One of the hardest parts of going freelance or contracting in New Zealand is deciding what to charge. Set your rate too low and you will work yourself into the ground for very little. Set it without thinking it through and you might find that, after tax, expenses, and unpaid time, you are earning less than you did as an employee. The trick is to build your rate from the ground up rather than plucking a number out of the air.
This guide walks through a simple, honest method for working out a day rate that actually pays the bills, covers your tax, and leaves room for a profit. It is written for 2026, with current tax and cost realities in mind.
Why Your Day Rate Is Not Just Your Old Salary Divided by Days
A common mistake is to take your old annual salary, divide it by the roughly 260 working days in a year, and call that your day rate. The problem is that a salary comes bundled with things you no longer get as a freelancer: paid annual leave, sick leave, public holidays, KiwiSaver employer contributions, and ACC cover paid partly by your employer.
As a freelancer, you have to fund all of that yourself out of your rate. You also have gaps between contracts, admin time you cannot bill for, and business expenses. So your day rate needs to be meaningfully higher than your old salary divided by working days, just to break even.
Step One: Work Out Your Real Billable Days
There are about 260 weekdays in a year, but you will not bill all of them. Take off four weeks of holiday, public holidays, a buffer for sick days, and time spent on marketing, quotes, invoicing, and admin. Many freelancers find they can realistically bill somewhere between 180 and 210 days a year, not 260.
This matters enormously. If you assume 260 billable days but only manage 190, your effective rate is far lower than you planned. Be conservative here. It is better to be pleasantly surprised than to run out of money.
Step Two: Add Up What You Actually Need to Earn
Start with the income you want to take home for yourself. Then add the costs of running your business: software, insurance, equipment, phone and internet, accounting, and any subscriptions. Do not forget to set aside money for your own KiwiSaver and an ACC levy, since nobody is paying these for you anymore.
To see how your business income translates into take-home pay after tax, our contractor calculator is a good starting point. It accounts for the deductions a contractor faces so you can see the real picture rather than a gross figure.
Step Three: Build In Tax
This is where many freelancers come unstuck. The money a client pays you is not all yours. You have to pay income tax on your profit, and if your turnover is over $60,000, you also have to handle GST. A sensible habit is to set aside roughly 25 to 30 percent of every payment for tax, in a separate account, the moment it arrives.
Our self-employed tax calculator helps you estimate your income tax so you know how much to put aside. If you are registered for GST, the GST calculator shows you the GST portion of your invoices so you do not accidentally spend money that belongs to IRD.
Step Four: Turn It All Into a Day Rate
Once you know your target income, your business costs, your tax set-aside, and your realistic billable days, the maths becomes simple. Add up everything you need to earn across the year, then divide it by your billable days. That gives you the day rate you need just to hit your goal.
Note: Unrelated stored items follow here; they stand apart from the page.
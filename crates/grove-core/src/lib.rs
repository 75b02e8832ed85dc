//! # grove-core
//!
//! Core types and utilities shared across all grove crates.
//!
//! This crate provides:
//! - Version, VersionReq and Constraint types for dependency declarations
//! - Declaration, Manifest and ResolvedPackage types for the resolution data model
//! - GroveError enum for unified error handling
//! - Repository URL helpers (normalization, VCS inference, cache keys)
//!
//! ## Architecture
//!
//! The crate is organized into modules:
//! - `types`: Core data types (Version, Constraint, Declaration, etc.)
//! - `error`: Error types and result aliases
//! - `utils`: Utility functions and helpers

pub mod error;
pub mod types;
pub mod utils;

// Re-export commonly used types
pub use error::{GroveError, GroveResult};
pub use types::{
    Constraint, Declaration, Manifest, ManifestReader, Requester, ResolvedPackage, VcsKind,
    Version, VersionReq,
};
Our day rate calculator does this calculation for you and lets you test different scenarios. Want to know what happens if you only bill 180 days instead of 200? Or if you want to take home an extra $10,000? Change the inputs and watch the rate move. If you prefer to think in shorter chunks, the freelancer rate calculator helps you set hourly and project pricing too.
Step Five: Sense-Check Against the Market
Your calculated rate tells you what you need. The market tells you what is realistic. Talk to other freelancers in your field, look at job boards, and ask recruiters what contractors in your area are charging. If your calculated rate is wildly above the market, you may need to either sharpen your value proposition or look at trimming costs. If it is below the market, you are probably undercharging.
One useful exercise is to compare your freelance rate to what you would earn as a permanent employee. Our salary comparison calculator helps you weigh a contract rate against a salary so you can decide whether the freelance premium is worth the extra risk and admin.
Common Mistakes to Avoid
- Forgetting GST. If you are registered, your headline rate should make clear whether it includes GST or not. Confusion here can cost you a chunk of every invoice.
- Ignoring slow periods. Contracts end, clients pause projects, and summer can be quiet. Your rate needs to cover the lean times.
- Never raising your rate. Your costs rise every year. If your rate stays flat, you are quietly taking a pay cut. Review it annually.
- Underpricing to win work. A cheap rate attracts clients who value you cheaply. It is usually better to charge fairly and deliver well.
The Bottom Line
A good freelance day rate is built, not guessed. Start with your realistic billable days, add up your target income and business costs, build in tax and GST, then divide to get your rate. Sense-check it against the market and review it every year. Get this right and freelancing in New Zealand can pay better than employment while giving you the freedom you went freelance for in the first place. Get it wrong and you will work harder for less, so it is well worth taking the time to do the sums properly.